(Collected data)

#![cfg_attr(not(debug_assertions), windows_subsystem = "windows")]

use eframe::egui;

mod app;
#[cfg(feature = "thumbnails")]
mod backend;
mod handlers;
mod logger;
mod settings;
mod views;
mod worker;

fn main() -> eframe::Result<()> {
    let logger = logger::AppLogger::new(1000);
    if logger.clone().init().is_err() {
        eprintln!("logger already initialized");
    }

    let options = eframe::NativeOptions {
        viewport: egui::ViewportBuilder::default()
            .with_inner_size([1200.0, 800.0])
            .with_title("PDF PageTool"),
        ..Default::default()
    };

    eframe::run_native(
        "PDF PageTool",
        options,
        Box::new(move |cc| match app::PageToolApp::new(cc, logger) {
            Ok(app) => Ok(Box::new(app)),
            Err(e) => Err(e.into()),
        }),
    )
}
//! Ingestion and validation of uploaded grids.
//!
//! [`parse_csv`] is the entrypoint: it takes the raw upload bytes and the declared content type
//! and returns a validated [`crate::types::Grid`] or the first violation found.
//! [`parse_csv_from_reader`] does the same for a stream.

pub mod csv;

pub use csv::{parse_csv, parse_csv_from_reader, CSV_CONTENT_TYPE};
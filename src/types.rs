//! Core data model.
//!
//! Ingestion produces a [`Grid`]: a rectangular, immutable block of `i32` cells with at least one
//! row and one column.

use serde::Serialize;

use crate::error::MatrixViolation;

/// Validated rectangular grid of 32-bit signed integers.
///
/// Cells are stored row-major. A `Grid` can only be built through the validator or
/// [`Grid::from_rows`], both of which guarantee `row_count >= 1`, `col_count >= 1`, and equal row
/// lengths.
#[derive(Debug, Clone, PartialEq, Eq, Serialize)]
pub struct Grid {
    row_count: usize,
    col_count: usize,
    cells: Vec<i32>,
}

impl Grid {
    /// Build from row-major storage whose shape the caller has already checked.
    pub(crate) fn from_parts(row_count: usize, col_count: usize, cells: Vec<i32>) -> Self {
        debug_assert!(row_count >= 1 && col_count >= 1);
        debug_assert_eq!(cells.len(), row_count * col_count);
        Self {
            row_count,
            col_count,
            cells,
        }
    }

    /// Create a grid from nested rows.
    ///
    /// Fails with [`MatrixViolation::Empty`] when there are no rows or the first row is empty, and
    /// with [`MatrixViolation::ColumnMismatch`] (1-based row) for the first row whose length
    /// differs from the first.
    pub fn from_rows(rows: Vec<Vec<i32>>) -> Result<Self, MatrixViolation> {
        let col_count = match rows.first() {
            Some(first) if !first.is_empty() => first.len(),
            _ => return Err(MatrixViolation::Empty),
        };

        let mut cells = Vec::with_capacity(rows.len() * col_count);
        for (idx, row) in rows.iter().enumerate() {
            if row.len() != col_count {
                return Err(MatrixViolation::ColumnMismatch {
                    row: idx + 1,
                    expected: col_count,
                    found: row.len(),
                });
            }
            cells.extend_from_slice(row);
        }

        Ok(Self::from_parts(rows.len(), col_count, cells))
    }

    /// Number of rows.
    pub fn row_count(&self) -> usize {
        self.row_count
    }

    /// Number of columns.
    pub fn col_count(&self) -> usize {
        self.col_count
    }

    /// Total number of cells (`row_count * col_count`).
    pub fn cell_count(&self) -> usize {
        self.cells.len()
    }

    /// Cell at 0-based `(row, col)`, if in bounds.
    pub fn get(&self, row: usize, col: usize) -> Option<i32> {
        if row >= self.row_count || col >= self.col_count {
            return None;
        }
        self.cells.get(row * self.col_count + col).copied()
    }

    /// Row at 0-based index `row`, if in bounds.
    pub fn row(&self, row: usize) -> Option<&[i32]> {
        let start = row.checked_mul(self.col_count)?;
        self.cells.get(start..start + self.col_count)
    }

    /// Iterate rows in order.
    pub fn rows(&self) -> impl Iterator<Item = &[i32]> + '_ {
        self.cells.chunks_exact(self.col_count)
    }

    /// All cells in row-major order.
    pub fn cells(&self) -> &[i32] {
        &self.cells
    }

    /// Copy out as nested rows.
    pub fn to_rows(&self) -> Vec<Vec<i32>> {
        self.rows().map(<[i32]>::to_vec).collect()
    }
}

**INSTRUCTIONS TO FOLLOW:** All of the entries above, written out exactly, make up the reply.

**SOLUTION TO THIS TASK:**
#![cfg_attr(not(debug_assertions), windows_subsystem = "windows")]

use eframe::egui;

mod app;
#[cfg(feature = "thumbnails")]
mod backend;
mod handlers;
mod logger;
mod settings;
mod views;
mod worker;

fn main() -> eframe::Result<()> {
    let logger = logger::AppLogger::new(1000);
    if logger.clone().init().is_err() {
        eprintln!("logger already initialized");
    }

    let options = eframe::NativeOptions {
        viewport: egui::ViewportBuilder::default()
            .with_inner_size([1200.0, 800.0])
            .with_title("PDF PageTool"),
        ..Default::default()
    };

    eframe::run_native(
        "PDF PageTool",
        options,
        Box::new(move |cc| match app::PageToolApp::new(cc, logger) {
            Ok(app) => Ok(Box::new(app)),
            Err(e) => Err(e.into()),
        }),
    )
}
//! Ingestion and validation of uploaded grids.
//!
//! [`parse_csv`] is the entrypoint: it takes the raw upload bytes and the declared content type
//! and returns a validated [`crate::types::Grid`] or the first violation found.
//! [`parse_csv_from_reader`] does the same for a stream.

pub mod csv;

pub use csv::{parse_csv, parse_csv_from_reader, CSV_CONTENT_TYPE};
filename src/types.rs
//! Core data model.
//!
//! Ingestion produces a [`Grid`]: a rectangular, immutable block of `i32` cells with at least one
//! row and one column.

use serde::Serialize;

use crate::error::MatrixViolation;

/// Validated rectangular grid of 32-bit signed integers.
///
/// Cells are stored row-major. A `Grid` can only be built through the validator or
/// [`Grid::from_rows`], both of which guarantee `row_count >= 1`, `col_count >= 1`, and equal row
/// lengths.
#[derive(Debug, Clone, PartialEq, Eq, Serialize)]
pub struct Grid {
    row_count: usize,
    col_count: usize,
    cells: Vec<i32>,
}

impl Grid {
    /// Build from row-major storage whose shape the caller has already checked.
    pub(crate) fn from_parts(row_count: usize, col_count: usize, cells: Vec<i32>) -> Self {
        debug_assert!(row_count >= 1 && col_count >= 1);
        debug_assert_eq!(cells.len(), row_count * col_count);
        Self {
            row_count,
            col_count,
            cells,
        }
    }

    /// Create a grid from nested rows.
    ///
    /// Fails with [`MatrixViolation::Empty`] when there are no rows or the first row is empty, and
    /// with [`MatrixViolation::ColumnMismatch`] (1-based row) for the first row whose length
    /// differs from the first.
    pub fn from_rows(rows: Vec<Vec<i32>>) -> Result<Self, MatrixViolation> {
        let col_count = match rows.first() {
            Some(first) if !first.is_empty() => first.len(),
            _ => return Err(MatrixViolation::Empty),
        };

        let mut cells = Vec::with_capacity(rows.len() * col_count);
        for (idx, row) in rows.iter().enumerate() {
            if row.len() != col_count {
                return Err(MatrixViolation::ColumnMismatch {
                    row: idx + 1,
                    expected: col_count,
                    found: row.len(),
                });
            }
            cells.extend_from_slice(row);
        }

        Ok(Self::from_parts(rows.len(), col_count, cells))
    }

    /// Number of rows.
    pub fn row_count(&self) -> usize {
        self.row_count
    }

    /// Number of columns.
    pub fn col_count(&self) -> usize {
        self.col_count
    }

    /// Total number of cells (`row_count * col_count`).
    pub fn cell_count(&self) -> usize {
        self.cells.len()
    }

    /// Cell at 0-based `(row, col)`, if in bounds.
    pub fn get(&self, row: usize, col: usize) -> Option<i32> {
        if row >= self.row_count || col >= self.col_count {
            return None;
        }
        self.cells.get(row * self.col_count + col).copied()
    }

    /// Row at 0-based index `row`, if in bounds.
    pub fn row(&self, row: usize) -> Option<&[i32]> {
        let start = row.checked_mul(self.col_count)?;
        self.cells.get(start..start + self.col_count)
    }

    /// Iterate rows in order.
    pub fn rows(&self) -> impl Iterator<Item = &[i32]> + '_ {
        self.cells.chunks_exact(self.col_count)
    }

    /// All cells in row-major order.
    pub fn cells(&self) -> &[i32] {
        &self.cells
    }

    /// Copy out as nested rows.
    pub fn to_rows(&self) -> Vec<Vec<i32>> {
        self.rows().map(<[i32]>::to_vec).collect()
    }
}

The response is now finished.